» **EXERCISE AIM**
Work through the data below and give the number of lines holding "explicit", nothing more.

» **RECORDS FOR THE EXERCISE**
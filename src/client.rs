//! High-level client for streaming chat completions.
//!
//! This module provides [`ChatClient`], the main entry point. It wires the
//! request builder, the transport runner, and the SSE parser together and
//! exposes two consumption styles:
//!
//! - [`invoke`](ChatClient::invoke): callback style, marshaled onto the
//!   host executor (the editor-integration contract)
//! - [`send`](ChatClient::send): an async stream of text fragments
//!
//! # Example
//!
//! ```ignore
//! use chatpipe::{ChatClient, Prompt, Result};
//!
//! #[tokio::main]
//! async fn main() -> Result<()> {
//!     let client = ChatClient::builder().model_index(0).build()?;
//!     let text = client
//!         .send_and_collect(&Prompt::new("Be brief.", "What is SSE?"))
//!         .await?;
//!     println!("{}", text);
//!     Ok(())
//! }
//! ```

use std::collections::HashMap;
use std::pin::Pin;
use std::sync::Arc;
use std::task::{Context, Poll};

use futures::Stream;
use tokio::sync::mpsc;

use crate::config::{ClientConfig, ClientConfigBuilder, ModelSpec};
use crate::executor::{HostExecutor, InlineExecutor};
use crate::observe::{DebugSink, LoggingSink, StreamObserver};
use crate::process::{RunHandle, StreamRunner};
use crate::request::{build_request, Prompt};
use crate::template::TemplateRenderer;
use crate::{Error, Result};

/// A client for streaming chat completions through a transport subprocess.
///
/// # Thread Safety
///
/// `ChatClient` is `Send + Sync` and can be shared across tasks. Each
/// invocation spawns its own subprocess and parser, so concurrent
/// invocations are fully independent.
#[derive(Clone)]
pub struct ChatClient {
    config: Arc<ClientConfig>,
    executor: Arc<dyn HostExecutor>,
    observer: Option<Arc<dyn StreamObserver>>,
    debug_sink: Option<Arc<dyn DebugSink>>,
}

impl ChatClient {
    /// Create a client with default configuration and inline callback
    /// delivery.
    pub fn new() -> Result<Self> {
        ChatClient::builder().build()
    }

    /// Create a builder for configuring a new client.
    pub fn builder() -> ChatClientBuilder {
        ChatClientBuilder::new()
    }

    /// Get a reference to the client's configuration.
    pub fn config(&self) -> &ClientConfig {
        &self.config
    }

    /// Start a streaming invocation with callback delivery.
    ///
    /// Builds the request (failing with
    /// [`Error::MissingCredential`] before any subprocess is spawned if
    /// the API key is absent), spawns the transport, and relays decoded
    /// fragments to `on_chunk` via the configured executor. `on_done`
    /// fires exactly once when the run ends, carrying the failure if any.
    ///
    /// The returned [`RunHandle`] cancels the run on
    /// [`cancel`](RunHandle::cancel); dropping it leaves the run going.
    pub fn invoke<C, E>(&self, prompt: &Prompt, on_chunk: C, on_done: E) -> Result<RunHandle>
    where
        C: Fn(String) + Send + Sync + 'static,
        E: FnOnce(Option<Error>) + Send + 'static,
    {
        let (_, invocation) = build_request(
            prompt,
            &self.config,
            self.debug_sink.as_deref(),
        )?;

        let mut runner = StreamRunner::new(Arc::clone(&self.executor));
        if let Some(ref observer) = self.observer {
            runner = runner.with_observer(Arc::clone(observer));
        }
        runner.run(&invocation, on_chunk, on_done)
    }

    /// Start a streaming invocation consumed as an async stream.
    ///
    /// The stream yields text fragments in order, then ends; a transport
    /// or configuration failure arrives as the final `Err` item. Dropping
    /// the stream cancels the run and kills the subprocess.
    ///
    /// Fragments are delivered through the stream itself rather than the
    /// host executor; poll it from whichever task should receive them.
    pub fn send(&self, prompt: &Prompt) -> Result<FragmentStream> {
        let (_, invocation) = build_request(
            prompt,
            &self.config,
            self.debug_sink.as_deref(),
        )?;

        let (tx, rx) = mpsc::unbounded_channel::<Result<String>>();
        let chunk_tx = tx.clone();

        let mut runner = StreamRunner::new(Arc::new(InlineExecutor::new()));
        if let Some(ref observer) = self.observer {
            runner = runner.with_observer(Arc::clone(observer));
        }

        let handle = runner.run(
            &invocation,
            move |text| {
                let _ = chunk_tx.send(Ok(text));
            },
            move |failure| {
                if let Some(err) = failure {
                    let _ = tx.send(Err(err));
                }
                // Dropping tx closes the stream.
            },
        )?;

        Ok(FragmentStream {
            rx,
            handle: Some(handle),
        })
    }

    /// Send a prompt and collect the full text response.
    pub async fn send_and_collect(&self, prompt: &Prompt) -> Result<String> {
        self.send(prompt)?.collect_text().await
    }

    /// Render a system and user template into a [`Prompt`].
    ///
    /// Convenience wrapper over the host's [`TemplateRenderer`].
    pub fn render_prompt(
        &self,
        renderer: &dyn TemplateRenderer,
        system_template: &str,
        user_template: &str,
        vars: &HashMap<String, String>,
    ) -> Result<Prompt> {
        Ok(Prompt::new(
            renderer.render(system_template, vars)?,
            renderer.render(user_template, vars)?,
        ))
    }
}

/// A stream of decoded text fragments from one invocation.
///
/// Created by [`ChatClient::send`]. Dropping it cancels the run.
pub struct FragmentStream {
    rx: mpsc::UnboundedReceiver<Result<String>>,
    handle: Option<RunHandle>,
}

impl FragmentStream {
    /// Handle for cancelling the underlying run.
    pub fn handle(&self) -> Option<&RunHandle> {
        self.handle.as_ref()
    }

    /// Collect all fragments into one string.
    ///
    /// Returns the first error encountered instead, discarding any text
    /// streamed before it.
    pub async fn collect_text(mut self) -> Result<String> {
        use futures::StreamExt;

        let mut text = String::new();
        while let Some(item) = self.next().await {
            text.push_str(&item?);
        }
        Ok(text)
    }
}

impl Stream for FragmentStream {
    type Item = Result<String>;

    fn poll_next(self: Pin<&mut Self>, cx: &mut Context<'_>) -> Poll<Option<Self::Item>> {
        self.get_mut().rx.poll_recv(cx)
    }
}

impl Drop for FragmentStream {
    fn drop(&mut self) {
        if let Some(handle) = self.handle.take() {
            handle.cancel();
        }
    }
}

/// Builder for [`ChatClient`].
///
/// Wraps [`ClientConfigBuilder`] and adds the host-integration pieces:
/// executor, observer, and debug sink.
#[derive(Clone)]
pub struct ChatClientBuilder {
    inner: ClientConfigBuilder,
    executor: Option<Arc<dyn HostExecutor>>,
    observer: Option<Arc<dyn StreamObserver>>,
    debug_sink: Option<Arc<dyn DebugSink>>,
}

impl ChatClientBuilder {
    /// Create a new client builder with default settings.
    pub fn new() -> Self {
        Self {
            inner: ClientConfigBuilder::default(),
            executor: None,
            observer: None,
            debug_sink: None,
        }
    }

    /// Build the client.
    ///
    /// Without an explicit executor, callbacks run inline on the stream
    /// driver task. With `debug(true)` and no explicit sink, request
    /// dumps go to a [`LoggingSink`] so they are never silently lost.
    pub fn build(self) -> Result<ChatClient> {
        let config = self.inner.build()?;
        let debug_sink = match self.debug_sink {
            Some(sink) => Some(sink),
            None if config.debug() => Some(Arc::new(LoggingSink::new()) as Arc<dyn DebugSink>),
            None => None,
        };
        Ok(ChatClient {
            config: Arc::new(config),
            executor: self
                .executor
                .unwrap_or_else(|| Arc::new(InlineExecutor::new())),
            observer: self.observer,
            debug_sink,
        })
    }

    // -------------------------------------------------------------------------
    // Provider options (delegated to ClientConfigBuilder)
    // -------------------------------------------------------------------------

    /// Set the target URL for chat completions.
    pub fn url(mut self, url: impl Into<String>) -> Self {
        self.inner = self.inner.url(url);
        self
    }

    /// Set the environment variable name the API key is read from.
    pub fn api_key_env(mut self, var: impl Into<String>) -> Self {
        self.inner = self.inner.api_key_env(var);
        self
    }

    /// Set the model to use.
    pub fn model(mut self, model: ModelSpec) -> Self {
        self.inner = self.inner.model(model);
        self
    }

    /// Select a model from the built-in catalog by index.
    pub fn model_index(mut self, index: usize) -> Self {
        self.inner = self.inner.model_index(index);
        self
    }

    /// Set the sampling temperature.
    pub fn temperature(mut self, temperature: f64) -> Self {
        self.inner = self.inner.temperature(temperature);
        self
    }

    /// Set the transport program.
    pub fn transport_program(mut self, program: impl Into<String>) -> Self {
        self.inner = self.inner.transport_program(program);
        self
    }

    /// Enable debug request dumps.
    pub fn debug(mut self, debug: bool) -> Self {
        self.inner = self.inner.debug(debug);
        self
    }

    // -------------------------------------------------------------------------
    // Host integration
    // -------------------------------------------------------------------------

    /// Set the executor callbacks are marshaled through.
    pub fn executor(mut self, executor: Arc<dyn HostExecutor>) -> Self {
        self.executor = Some(executor);
        self
    }

    /// Set an observer for informational stream events.
    pub fn observer(mut self, observer: Arc<dyn StreamObserver>) -> Self {
        self.observer = Some(observer);
        self
    }

    /// Set the sink debug request dumps are written to.
    pub fn debug_sink(mut self, sink: Arc<dyn DebugSink>) -> Self {
        self.debug_sink = Some(sink);
        self
    }
}

impl Default for ChatClientBuilder {
    fn default() -> Self {
        Self::new()
    }
}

» **TASK SOLUTION**
2